_INSTRUCTIONS FOR THE TASK_
Determine how many lines of the material hold the word "optional", and answer with the number only.

Top of AVAILABLE RECORDS

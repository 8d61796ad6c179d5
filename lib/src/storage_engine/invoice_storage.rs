// lib/src/storage_engine/invoice_storage.rs

use chrono::{DateTime, NaiveDate, Utc};
use sled::Transactional;
use tracing::{debug, info};

use models::errors::HostelResult;
use models::hostel::{Invoice, InvoiceUpdate, NewInvoice, PaymentMethod};

use super::collection::not_found;
use super::filters::InvoiceFilter;
use super::sled_storage::HostelStore;
use super::storage_utils::{abort, claim_unique, finish, release_unique, tx_get, tx_put, tx_take};

const INVOICE_NUMBER: &str = "invoice number";

impl HostelStore {
    /// Creates an invoice, generating `INV-000001`-style numbers when none is given.
    pub fn create_invoice(&self, mut new_invoice: NewInvoice) -> HostelResult<Invoice> {
        let invoice_no = match new_invoice.invoice_no.take().map(|n| n.trim().to_string()) {
            Some(n) if !n.is_empty() => n,
            _ => self.generate_invoice_no()?,
        };
        let invoice = Invoice::from_new(new_invoice, invoice_no, Utc::now())?;

        finish((self.invoices.tree(), &self.invoice_numbers).transaction(|(invoices, numbers)| {
            claim_unique(numbers, &invoice.invoice_no, &invoice.id, INVOICE_NUMBER)?;
            tx_put(invoices, &invoice.id, &invoice)
        }))?;

        info!("Created invoice {} for {} ({:?})", invoice.invoice_no, invoice.resident_name, invoice.status);
        Ok(invoice)
    }

    fn generate_invoice_no(&self) -> HostelResult<String> {
        loop {
            let candidate = format!("INV-{:06}", self.next_sequence()?);
            if !self.invoice_numbers.contains_key(candidate.as_bytes())? {
                return Ok(candidate);
            }
        }
    }

    /// Stored invoice, without overdue evaluation.
    pub fn get_invoice(&self, id: &str) -> HostelResult<Invoice> {
        self.invoices.require(id)
    }

    /// Invoices as of `today`, newest first; the filter sees evaluated statuses.
    pub fn list_invoices(&self, filter: &InvoiceFilter, today: NaiveDate) -> HostelResult<Vec<Invoice>> {
        let mut invoices: Vec<Invoice> = self
            .invoices
            .list()?
            .into_iter()
            .map(|i| i.evaluated(today))
            .filter(|i| filter.matches(i))
            .collect();
        invoices.sort_by(|a, b| b.created_at.cmp(&a.created_at));
        Ok(invoices)
    }

    pub fn update_invoice(&self, id: &str, update: InvoiceUpdate) -> HostelResult<Invoice> {
        let now = Utc::now();
        let invoice = finish(self.invoices.tree().transaction(|invoices| {
            let mut invoice: Invoice = match tx_get(invoices, id)? {
                Some(invoice) => invoice,
                None => return abort(not_found::<Invoice>(id)),
            };
            if let Err(e) = invoice.apply_update(update.clone(), now) {
                return abort(e);
            }
            tx_put(invoices, &invoice.id, &invoice)?;
            Ok(invoice)
        }))?;

        debug!("Updated invoice {} ({:?})", invoice.invoice_no, invoice.status);
        Ok(invoice)
    }

    /// Deletes an unpaid invoice; paid ones are permanent.
    pub fn delete_invoice(&self, id: &str) -> HostelResult<Invoice> {
        let invoice = finish((self.invoices.tree(), &self.invoice_numbers).transaction(|(invoices, numbers)| {
            let invoice: Invoice = match tx_take(invoices, id)? {
                Some(invoice) => invoice,
                None => return abort(not_found::<Invoice>(id)),
            };
            if let Err(e) = invoice.ensure_mutable() {
                return abort(e);
            }
            release_unique(numbers, &invoice.invoice_no)?;
            Ok(invoice)
        }))?;

        info!("Deleted invoice {}", invoice.invoice_no);
        Ok(invoice)
    }

    /// Compare-and-set transition to Paid; a second caller sees a conflict.
    pub fn mark_invoice_paid(
        &self,
        id: &str,
        method: PaymentMethod,
        reference: Option<String>,
        now: DateTime<Utc>,
    ) -> HostelResult<Invoice> {
        finish(self.invoices.tree().transaction(|invoices| {
            let mut invoice: Invoice = match tx_get(invoices, id)? {
                Some(invoice) => invoice,
                None => return abort(not_found::<Invoice>(id)),
            };
            if let Err(e) = invoice.mark_paid(method, reference.clone(), now) {
                return abort(e);
            }
            tx_put(invoices, &invoice.id, &invoice)?;
            Ok(invoice)
        }))
    }
}
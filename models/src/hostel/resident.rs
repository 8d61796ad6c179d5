// models/src/hostel/resident.rs

use chrono::{DateTime, NaiveDate, Utc};
use serde::{Deserialize, Serialize};

use super::{optional, required, Occupant};
use crate::errors::{HostelError, HostelResult};

#[derive(Debug, Clone, Copy, Default, PartialEq, Eq, Serialize, Deserialize)]
#[serde(rename_all = "kebab-case")]
pub enum ResidentStatus {
    #[default]
    Active,
    #[serde(alias = "inactive")]
    CheckedOut,
}

#[derive(Debug, Clone, PartialEq, Serialize, Deserialize)]
#[serde(rename_all = "camelCase")]
pub struct Resident {
    pub id: String,
    pub name: String,
    pub room_number: Option<String>,
    pub phone: Option<String>,
    pub status: ResidentStatus,
    pub check_in: NaiveDate,
    pub expected_checkout: Option<NaiveDate>,
    pub checked_out_on: Option<NaiveDate>,
    pub created_at: DateTime<Utc>,
}

/// Intake data supplied when a resident is assigned to a room.
#[derive(Debug, Clone, Default, Deserialize)]
#[serde(rename_all = "camelCase")]
pub struct ResidentIntake {
    #[serde(default)]
    pub name: String,
    pub phone: Option<String>,
    pub check_in_date: Option<NaiveDate>,
    pub expected_checkout: Option<NaiveDate>,
}

/// Body of `POST /residents`. The resident is admitted into `room_number`
/// exactly as an assignment would, so `room_number` is required.
#[derive(Debug, Clone, Default, Deserialize)]
#[serde(rename_all = "camelCase")]
pub struct NewResident {
    #[serde(default)]
    pub name: String,
    pub room_number: Option<String>,
    pub phone: Option<String>,
    pub check_in: Option<NaiveDate>,
    pub expected_checkout: Option<NaiveDate>,
}

// roomNumber and status belong to the assign/checkout workflow and are not editable here.
#[derive(Debug, Clone, Default, Deserialize)]
#[serde(rename_all = "camelCase")]
pub struct ResidentUpdate {
    pub name: Option<String>,
    pub phone: Option<String>,
    pub expected_checkout: Option<NaiveDate>,
}

impl NewResident {
    /// Splits the body into the target room and the assignment intake.
    pub fn into_intake(self) -> HostelResult<(String, ResidentIntake)> {
        let room_number = match self.room_number.as_deref() {
            Some(number) => required("roomNumber", number)?,
            None => return Err(HostelError::validation("roomNumber is required")),
        };
        let intake = ResidentIntake {
            name: self.name,
            phone: self.phone,
            check_in_date: self.check_in,
            expected_checkout: self.expected_checkout,
        };
        intake.validate()?;
        Ok((room_number, intake))
    }
}

impl ResidentIntake {
    pub fn validate(&self) -> HostelResult<()> {
        required("name", &self.name).map(|_| ())
    }
}

impl Resident {
    /// Builds the active resident created by a room assignment.
    pub fn admit(
        id: String,
        intake: &ResidentIntake,
        room_number: &str,
        today: NaiveDate,
        now: DateTime<Utc>,
    ) -> HostelResult<Self> {
        Ok(Resident {
            id,
            name: required("name", &intake.name)?,
            room_number: Some(room_number.to_string()),
            phone: optional(intake.phone.clone()),
            status: ResidentStatus::Active,
            check_in: intake.check_in_date.unwrap_or(today),
            expected_checkout: intake.expected_checkout,
            checked_out_on: None,
            created_at: now,
        })
    }

    pub fn occupant_entry(&self) -> Occupant {
        Occupant {
            resident_id: self.id.clone(),
            name: self.name.clone(),
            check_in_date: self.check_in,
        }
    }

    pub fn apply_update(&mut self, update: ResidentUpdate) -> HostelResult<()> {
        if let Some(name) = update.name {
            self.name = required("name", &name)?;
        }
        if update.phone.is_some() {
            self.phone = optional(update.phone);
        }
        if let Some(expected) = update.expected_checkout {
            self.expected_checkout = Some(expected);
        }
        Ok(())
    }

    pub fn check_out(&mut self, today: NaiveDate) {
        self.status = ResidentStatus::CheckedOut;
        self.checked_out_on = Some(today);
    }
}
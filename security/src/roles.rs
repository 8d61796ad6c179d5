// security/src/roles.rs
use std::collections::HashMap;

use models::hostel::Role;

pub const SUPERUSER: &str = "superuser";
pub const MANAGE_USERS: &str = "manage_users";
pub const MANAGE_ROOMS: &str = "manage_rooms";
pub const MANAGE_RESIDENTS: &str = "manage_residents";
pub const MANAGE_BILLING: &str = "manage_billing";
pub const MANAGE_MAINTENANCE: &str = "manage_maintenance";
pub const VIEW_REPORTS: &str = "view_reports";

#[derive(Debug, Clone)]
pub struct RolesConfig {
    roles: HashMap<Role, Vec<String>>,
}

impl Default for RolesConfig {
    fn default() -> Self {
        let staff = [MANAGE_ROOMS, MANAGE_RESIDENTS, MANAGE_BILLING, MANAGE_MAINTENANCE, VIEW_REPORTS]
            .iter()
            .map(|p| p.to_string())
            .collect();
        let mut roles = HashMap::new();
        roles.insert(Role::Admin, vec![SUPERUSER.to_string()]);
        roles.insert(Role::Administrator, vec![SUPERUSER.to_string()]);
        roles.insert(Role::Staff, staff);
        Self { roles }
    }
}

impl RolesConfig {
    pub fn permissions(&self, role: Role) -> &[String] {
        self.roles.get(&role).map(Vec::as_slice).unwrap_or(&[])
    }

    pub fn has_permission(&self, role: Role, permission_name: &str) -> bool {
        self.permissions(role)
            .iter()
            .any(|p| p == permission_name || p == SUPERUSER)
    }
}
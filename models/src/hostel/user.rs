// models/src/hostel/user.rs

use chrono::{DateTime, Utc};
use serde::{Deserialize, Serialize};

use super::{new_id, required};
use crate::errors::{HostelError, HostelResult};

#[derive(Debug, Clone, Copy, Default, PartialEq, Eq, Hash, Serialize, Deserialize)]
pub enum Role {
    Admin,
    Administrator,
    #[default]
    Staff,
}

impl Role {
    pub fn as_str(&self) -> &'static str {
        match self {
            Role::Admin => "Admin",
            Role::Administrator => "Administrator",
            Role::Staff => "Staff",
        }
    }

    pub fn is_admin(&self) -> bool {
        matches!(self, Role::Admin | Role::Administrator)
    }
}

#[derive(Debug, Clone, Copy, Default, PartialEq, Eq, Serialize, Deserialize)]
pub enum AccountStatus {
    #[default]
    Active,
    Disabled,
}

// --- Stored User Struct ---
// Holds the password hash, never the plaintext password. Responses go
// through `UserProfile` so the hash never leaves the server.
#[derive(Debug, Clone, PartialEq, Serialize, Deserialize)]
#[serde(rename_all = "camelCase")]
pub struct User {
    pub id: String,
    pub name: String,
    pub email: String,
    pub password_hash: String,
    pub role: Role,
    pub status: AccountStatus,
    pub created_at: DateTime<Utc>,
}

// --- DTO for account creation ---
// Temporarily holds the plaintext password until it is hashed.
#[derive(Debug, Clone, Default, Deserialize)]
#[serde(rename_all = "camelCase")]
pub struct NewUser {
    #[serde(default)]
    pub name: String,
    #[serde(default)]
    pub email: String,
    pub password: Option<String>,
    pub role: Option<Role>,
    pub status: Option<AccountStatus>,
}

#[derive(Debug, Clone, Default, Deserialize)]
#[serde(rename_all = "camelCase")]
pub struct UserUpdate {
    pub name: Option<String>,
    pub email: Option<String>,
    pub password: Option<String>,
    pub role: Option<Role>,
    pub status: Option<AccountStatus>,
}

/// Public view of an account.
#[derive(Debug, Clone, PartialEq, Serialize, Deserialize)]
#[serde(rename_all = "camelCase")]
pub struct UserProfile {
    pub id: String,
    pub name: String,
    pub email: String,
    pub role: Role,
    pub status: AccountStatus,
    pub created_at: DateTime<Utc>,
}

/// Lower-cases and checks the rough `local@domain` shape.
pub fn normalize_email(email: &str) -> HostelResult<String> {
    let email = required("email", email)?.to_lowercase();
    match email.split_once('@') {
        Some((local, domain)) if !local.is_empty() && !domain.is_empty() && !domain.contains('@') => Ok(email),
        _ => Err(HostelError::validation("email is not a valid address")),
    }
}

fn check_password(password: Option<&str>) -> HostelResult<&str> {
    match password {
        Some(p) if !p.trim().is_empty() => Ok(p),
        _ => Err(HostelError::validation("password is required")),
    }
}

impl NewUser {
    /// Checks required fields; the plaintext password is returned for hashing.
    pub fn validate(&self) -> HostelResult<&str> {
        required("name", &self.name)?;
        normalize_email(&self.email)?;
        check_password(self.password.as_deref())
    }
}

impl UserUpdate {
    /// Returns the new plaintext password, if one was supplied.
    pub fn validate(&self) -> HostelResult<Option<&str>> {
        if let Some(name) = &self.name {
            required("name", name)?;
        }
        if let Some(email) = &self.email {
            normalize_email(email)?;
        }
        match &self.password {
            Some(p) => check_password(Some(p.as_str())).map(Some),
            None => Ok(None),
        }
    }
}

impl User {
    /// Creates the stored account; `password_hash` is produced by the caller.
    pub fn from_new_user(new_user: NewUser, password_hash: String, now: DateTime<Utc>) -> HostelResult<Self> {
        new_user.validate()?;
        Ok(User {
            id: new_id(),
            name: required("name", &new_user.name)?,
            email: normalize_email(&new_user.email)?,
            password_hash,
            role: new_user.role.unwrap_or_default(),
            status: new_user.status.unwrap_or_default(),
            created_at: now,
        })
    }

    pub fn apply_update(&mut self, update: UserUpdate, password_hash: Option<String>) -> HostelResult<()> {
        update.validate()?;
        if let Some(name) = update.name {
            self.name = required("name", &name)?;
        }
        if let Some(email) = update.email {
            self.email = normalize_email(&email)?;
        }
        if let Some(role) = update.role {
            self.role = role;
        }
        if let Some(status) = update.status {
            self.status = status;
        }
        if let Some(hash) = password_hash {
            self.password_hash = hash;
        }
        Ok(())
    }

    pub fn is_active(&self) -> bool {
        self.status == AccountStatus::Active
    }

    pub fn profile(&self) -> UserProfile {
        UserProfile::from(self)
    }
}

impl From<&User> for UserProfile {
    fn from(user: &User) -> Self {
        UserProfile {
            id: user.id.clone(),
            name: user.name.clone(),
            email: user.email.clone(),
            role: user.role,
            status: user.status,
            created_at: user.created_at,
        }
    }
}
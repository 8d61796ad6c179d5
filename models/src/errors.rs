// models/src/errors.rs

pub use thiserror::Error;

/// Coarse classification used by the API layer to pick a status code.
#[derive(Debug, Clone, Copy, PartialEq, Eq)]
pub enum ErrorKind {
    Validation,
    Authentication,
    Authorization,
    NotFound,
    Conflict,
    Server,
}

#[derive(Debug, Error)]
pub enum HostelError {
    #[error("{0}")]
    Validation(String), // Missing or malformed field
    #[error("{0}")]
    NotFound(String),
    #[error("{0}")]
    Conflict(String), // Uniqueness violation or a forbidden state transition
    #[error("{0}")]
    Authentication(String),
    #[error("{0}")]
    Authorization(String),

    #[error("Storage error: {0}")]
    StorageError(String),
    #[error("Serialization error: {0}")]
    SerializationError(String),
    #[error("Deserialization error: {0}")]
    DeserializationError(String),
    #[error("An internal error occurred: {0}")]
    InternalError(String),

    #[cfg(feature = "sled-errors")]
    #[error(transparent)]
    Sled(#[from] sled::Error),
}

impl HostelError {
    pub fn validation(msg: impl Into<String>) -> Self {
        HostelError::Validation(msg.into())
    }

    pub fn not_found(msg: impl Into<String>) -> Self {
        HostelError::NotFound(msg.into())
    }

    pub fn conflict(msg: impl Into<String>) -> Self {
        HostelError::Conflict(msg.into())
    }

    pub fn kind(&self) -> ErrorKind {
        match self {
            HostelError::Validation(_) => ErrorKind::Validation,
            HostelError::NotFound(_) => ErrorKind::NotFound,
            HostelError::Conflict(_) => ErrorKind::Conflict,
            HostelError::Authentication(_) => ErrorKind::Authentication,
            HostelError::Authorization(_) => ErrorKind::Authorization,
            _ => ErrorKind::Server,
        }
    }
}

impl From<serde_json::Error> for HostelError {
    fn from(err: serde_json::Error) -> Self {
        HostelError::SerializationError(format!("JSON processing error: {}", err))
    }
}

pub type HostelResult<T> = Result<T, HostelError>;
// rest_api/src/handlers/reports.rs

use axum::extract::State;
use chrono::Utc;

use lib::HostelSummary;
use security::AuthenticatedUser;

use crate::errors::RestApiError;
use crate::response::ApiResponse;
use crate::AppState;

pub async fn summary(
    State(state): State<AppState>,
    _user: AuthenticatedUser,
) -> Result<ApiResponse<HostelSummary>, RestApiError> {
    Ok(ApiResponse::ok("summary", state.store.summary(Utc::now().date_naive())?))
}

Bottom of AVAILABLE RECORDS

_ANSWER TO THE EXERCISE_
3